▸ BRIEF
After finding the line containing "an explicit capacity." below, please output that line and each following one through the line containing "pub fn advance(&mut", exactly as written.

*** Opening of TASK INPUT ***

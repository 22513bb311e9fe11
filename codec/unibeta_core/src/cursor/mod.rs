//! Byte cursor with a virtual sentinel.
//!
//! The cursor advances through a borrowed byte slice. The input ends at
//! its first NUL byte or at the end of the slice, whichever comes first,
//! matching a NUL-terminated buffer with an explicit capacity.
//!
//! Every read at or past the end returns `0x00`, so scanners can look
//! ahead with [`peek()`](Cursor::peek) without checking bounds
//! themselves. No copy of the input is made.

/// Byte cursor over a NUL-terminated (or capacity-bounded) input.
///
/// The cursor is [`Copy`], enabling cheap state snapshots for lookahead.
#[derive(Clone, Copy, Debug)]
pub struct Cursor<'a> {
    /// Source content, already cut at the first NUL.
    src: &'a [u8],
    /// Current read position (byte index into `src`).
    pos: usize,
}

impl<'a> Cursor<'a> {
    /// Create a cursor at position 0.
    ///
    /// Content after the first NUL in `bytes` is ignored.
    pub fn new(bytes: &'a [u8]) -> Self {
        let end = memchr::memchr(0, bytes).unwrap_or(bytes.len());
        Self {
            src: &bytes[..end],
            pos: 0,
        }
    }

    #[inline]
    fn byte_at(&self, index: usize) -> u8 {
        self.src.get(index).copied().unwrap_or(0)
    }

    /// Returns the byte at the current position, or `0x00` at EOF.
    #[inline]
    pub fn current(&self) -> u8 {
        self.byte_at(self.pos)
    }

    /// Returns the byte one position ahead of current.
    #[inline]
    pub fn peek(&self) -> u8 {
        self.byte_at(self.pos + 1)
    }

    /// Advance the cursor by one byte.
    #[inline]
    pub fn advance(&mut self) {
        self.pos += 1;
    }

    /// Advance the cursor by `n` bytes.
    ///
    /// May move past the end; the cursor then reports EOF.
    #[inline]
    pub fn advance_n(&mut self, n: usize) {
        self.pos += n;
    }

    /// Returns `true` once the position has reached the end of the source.
    #[inline]
    pub fn is_eof(&self) -> bool {
        self.pos >= self.src.len()
    }

    /// Current byte offset in the source.
    #[inline]
    pub fn pos(&self) -> usize {
        self.pos
    }

    /// Length of the source content (up to the first NUL).
    #[inline]
    pub fn source_len(&self) -> usize {
        self.src.len()
    }

    /// Source bytes from the current position to the end.
    ///
    /// Empty at EOF.
    #[inline]
    pub fn rest(&self) -> &'a [u8] {
        self.src.get(self.pos..).unwrap_or(&[])
    }
}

*** Close of TASK INPUT ***

▸ EXERCISE OUTPUT
//! matching a NUL-terminated buffer with an explicit capacity.
//!
//! Every read at or past the end returns `0x00`, so scanners can look
//! ahead with [`peek()`](Cursor::peek) without checking bounds
//! themselves. No copy of the input is made.

/// Byte cursor over a NUL-terminated (or capacity-bounded) input.
///
/// The cursor is [`Copy`], enabling cheap state snapshots for lookahead.
#[derive(Clone, Copy, Debug)]
pub struct Cursor<'a> {
    /// Source content, already cut at the first NUL.
    src: &'a [u8],
    /// Current read position (byte index into `src`).
    pos: usize,
}

impl<'a> Cursor<'a> {
    /// Create a cursor at position 0.
    ///
    /// Content after the first NUL in `bytes` is ignored.
    pub fn new(bytes: &'a [u8]) -> Self {
        let end = memchr::memchr(0, bytes).unwrap_or(bytes.len());
        Self {
            src: &bytes[..end],
            pos: 0,
        }
    }

    #[inline]
    fn byte_at(&self, index: usize) -> u8 {
        self.src.get(index).copied().unwrap_or(0)
    }

    /// Returns the byte at the current position, or `0x00` at EOF.
    #[inline]
    pub fn current(&self) -> u8 {
        self.byte_at(self.pos)
    }

    /// Returns the byte one position ahead of current.
    #[inline]
    pub fn peek(&self) -> u8 {
        self.byte_at(self.pos + 1)
    }

    /// Advance the cursor by one byte.
    #[inline]
    pub fn advance(&mut self) {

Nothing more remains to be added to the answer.